Saving power and pins

SLVS was born as a clean-slate effort to design a signaling technology that breaks out of the limits of existing techniques such as low-voltage differential signaling. LVDS faces difficulties as core device voltages continue to drop in slow increments from 3.3 V to below 1 V.

To insulate itself from that stepwise voltage decline, SLVS uses a 0.8-V power supply, sends signals at voltages between zero and 0.4-V and terminates its signal to ground.

"We were seeing Jedec come out with 1.5-, 1.4- and 1.3-V standards, so one of our first design specs was to reference off-ground," said James.

"I don't like duck-walking under a descending ceiling," said D.C. Sessions, a senior engineer at Philips and chairman of the Jedec JC-16 group that defined SLVS. "Every new process technology has required us to re-architect our I/Os, and I/Os have now become the longest part of the design to deliver."

LVDS is also facing performance issues, Sessions said. "At 0.13-micron performance using LVDS will start to get worse," he added. "All of a sudden we are using older transistors to deal with the lower voltages and that means the device's performance goes down."

By switching to SLVS, designers will not have to sacrifice device performance for power and the technology should hold up through several process generations, said James, who also edited the LVDS spec. "I think SLVS will be good for five to six years," he said.

Radically lowering the power of I/O signaling will have a significant impact on overall power consumption for chips using SLVS. "Some chips today require 3 watts just to power the I/O," said Sessions. "That's starting to cause package problems. SLVS will bring that down to 0.5 W, which saves a lot of grief."

Ternary CAMs now run at 4 to 20 W. Adding 4 W for high-speed I/O would be unacceptable, said James.

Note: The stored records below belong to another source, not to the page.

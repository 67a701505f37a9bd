use crate::lighting::MAX_SHADER_LIGHTS;
use bevy::prelude::*;
use serde::{Deserialize, Serialize};
use std::fs;
use std::path::{Path, PathBuf};
use thiserror::Error;

pub const SETTINGS_FILE_PATH: &str = "./render_settings.yaml";

const OBJECT_LIGHTS_ENV: &str = "MODEL_RENDER_OBJECT_LIGHTS";
const ZONE_SIZE_ENV: &str = "MODEL_RENDER_ZONE_SIZE";
const MIN_OBJECT_LIGHTS: usize = 4;

#[derive(Debug, Clone, PartialEq, Serialize, Deserialize)]
#[serde(default)]
pub struct AnimationSettings {
    pub speed_multiplier: f32,
    pub blend_duration_secs: f32,
}

impl Default for AnimationSettings {
    fn default() -> Self {
        Self {
            speed_multiplier: 1.0,
            blend_duration_secs: 0.25,
        }
    }
}

#[derive(Debug, Clone, PartialEq, Serialize, Deserialize)]
#[serde(default)]
pub struct LightingSettings {
    pub max_object_lights: usize,
    pub max_batch_lights: usize,
    pub influence_zone_size: f32,
}

impl Default for LightingSettings {
    fn default() -> Self {
        Self {
            max_object_lights: 8,
            max_batch_lights: 4,
            influence_zone_size: 400.0,
        }
    }
}

impl LightingSettings {
    /// Overlays environment overrides and clamps everything into the range the
    /// shaders accept.
    pub fn resolved(&self) -> Self {
        let max_object_lights = std::env::var(OBJECT_LIGHTS_ENV)
            .ok()
            .and_then(|raw| raw.trim().parse::<usize>().ok())
            .unwrap_or(self.max_object_lights)
            .clamp(MIN_OBJECT_LIGHTS, MAX_SHADER_LIGHTS);

        let influence_zone_size = std::env::var(ZONE_SIZE_ENV)
            .ok()
            .and_then(|raw| raw.trim().parse::<f32>().ok())
            .filter(|value| value.is_finite() && *value > 0.0)
            .unwrap_or(self.influence_zone_size);
        let influence_zone_size = if influence_zone_size.is_finite() && influence_zone_size > 0.0
        {
            influence_zone_size
        } else {
            Self::default().influence_zone_size
        };

        Self {
            max_object_lights,
            max_batch_lights: self.max_batch_lights.clamp(1, MAX_SHADER_LIGHTS),
            influence_zone_size,
        }
    }
}

#[derive(Debug, Clone, PartialEq, Eq, Serialize, Deserialize)]
#[serde(default)]
pub struct SkinningSettings {
    pub gpu_skinning: bool,
    /// Models with more bones than this fall back to CPU skinning.
    pub max_gpu_bones: usize,
}

impl Default for SkinningSettings {
    fn default() -> Self {
        Self {
            gpu_skinning: true,
            max_gpu_bones: 64,
        }
    }
}

#[derive(Debug, Clone, PartialEq, Eq, Serialize, Deserialize)]
#[serde(default)]
pub struct InstancingSettings {
    pub enabled: bool,
    pub initial_instance_capacity: usize,
}

impl Default for InstancingSettings {
    fn default() -> Self {
        Self {
            enabled: true,
            initial_instance_capacity: 64,
        }
    }
}

#[derive(Debug, Clone, PartialEq, Serialize, Deserialize, Resource, Default)]
#[serde(default)]
pub struct RenderSettings {
    pub animation: AnimationSettings,
    pub lighting: LightingSettings,
    pub skinning: SkinningSettings,
    pub instancing: InstancingSettings,
}

impl RenderSettings {
    /// Settings as the frame systems consume them: environment overrides
    /// applied, out-of-range values clamped.
    pub fn resolved(&self) -> Self {
        let mut resolved = self.clone();
        resolved.lighting = self.lighting.resolved();
        if !resolved.animation.speed_multiplier.is_finite() {
            resolved.animation.speed_multiplier = 1.0;
        }
        if !resolved.animation.blend_duration_secs.is_finite() {
            resolved.animation.blend_duration_secs = 0.0;
        }
        resolved.animation.blend_duration_secs = resolved.animation.blend_duration_secs.max(0.0);
        resolved.instancing.initial_instance_capacity =
            resolved.instancing.initial_instance_capacity.max(1);
        resolved
    }
}

#[derive(Debug, Error)]
pub enum SettingsIoError {
    #[error("failed to read settings file: {0}")]
    Read(std::io::Error),
    #[error("failed to write settings file: {0}")]
    Write(std::io::Error),
    #[error("failed to decode YAML settings: {0}")]
    Deserialize(serde_yaml::Error),
    #[error("failed to encode YAML settings: {0}")]
    Serialize(serde_yaml::Error),
}

pub fn settings_path() -> PathBuf {
    PathBuf::from(SETTINGS_FILE_PATH)
}

pub fn load_settings_or_default() -> RenderSettings {
    load_settings_from_path_or_default(Path::new(SETTINGS_FILE_PATH))
}

pub fn load_settings_from_path_or_default(path: &Path) -> RenderSettings {
    if !path.exists() {
        return RenderSettings::default();
    }

    match load_settings_from_path(path) {
        Ok(settings) => settings,
        Err(error) => {
            warn!(
                "Failed to load render settings from '{}': {}. Falling back to defaults.",
                path.display(),
                error
            );
            RenderSettings::default()
        }
    }
}

pub fn ensure_settings_file_exists(settings: &RenderSettings) -> Result<(), SettingsIoError> {
    let path = Path::new(SETTINGS_FILE_PATH);
    if path.exists() {
        return Ok(());
    }

    write_settings_to_path(settings, path)
}

pub fn load_settings_from_path(path: &Path) -> Result<RenderSettings, SettingsIoError> {
    let raw = fs::read_to_string(path).map_err(SettingsIoError::Read)?;
    serde_yaml::from_str::<RenderSettings>(&raw).map_err(SettingsIoError::Deserialize)
}

pub fn write_settings_to_path(settings: &RenderSettings, path: &Path) -> Result<(), SettingsIoError> {
    let encoded = serde_yaml::to_string(settings).map_err(SettingsIoError::Serialize)?;
    fs::write(path, encoded).map_err(SettingsIoError::Write)
}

The LiteLink proposal uses even less power than SLVS — about 2 mW — because it does not terminate power to ground. Instead it checks the average power of its signals creating a pseudodifferential scheme that does not require an interim 0.4-V power supply. But the technique takes a hit on performance, aiming at 1 Gbit/s per pin in its initial incarnation. "We figure there's an upgrade where you can double that," said James

The availability of Gbit/s signals in LiteLink and SLVS could also help reduce pin counts, easing both design of chips, which are becoming pad-limited, and pc boards, which are seeing crosstalk problems from a burgeoning number of fast traces. The LiteLink interface could be an extra help here because it offers a cascading capability so a network processor might have one LiteLink interface to a ternary CAM that would in turn use LiteLink to talk to an SRAM and then an encryption coprocessor.

The cascading feature could lighten the I/O load on net processors, many of which are already sprouting 1,000 to 1,500 pins, said James.

"The main applications for SLVS I am aware of right now are in the telecom space," said Sessions. "They want to move absolutely mind-boggling amounts of data between chips. One company working on network processors is looking at this for using 128 I/Os on a chip. We have seen several requests for proposals of that nature. They are our early adopters," Sessions said.

One downside of SLVS is that it requires use of power/voltage/ temperature (PVT) compensation techniques. That means using a reference pin attached to a reference resistor to monitor impedance so the device can adjust its performance levels as needed. The technique is already used in high-speed design, such as AGP 4x graphics interfaces on high-end PCs. But "a lot of logic designers are not used to doing that," said Sessions.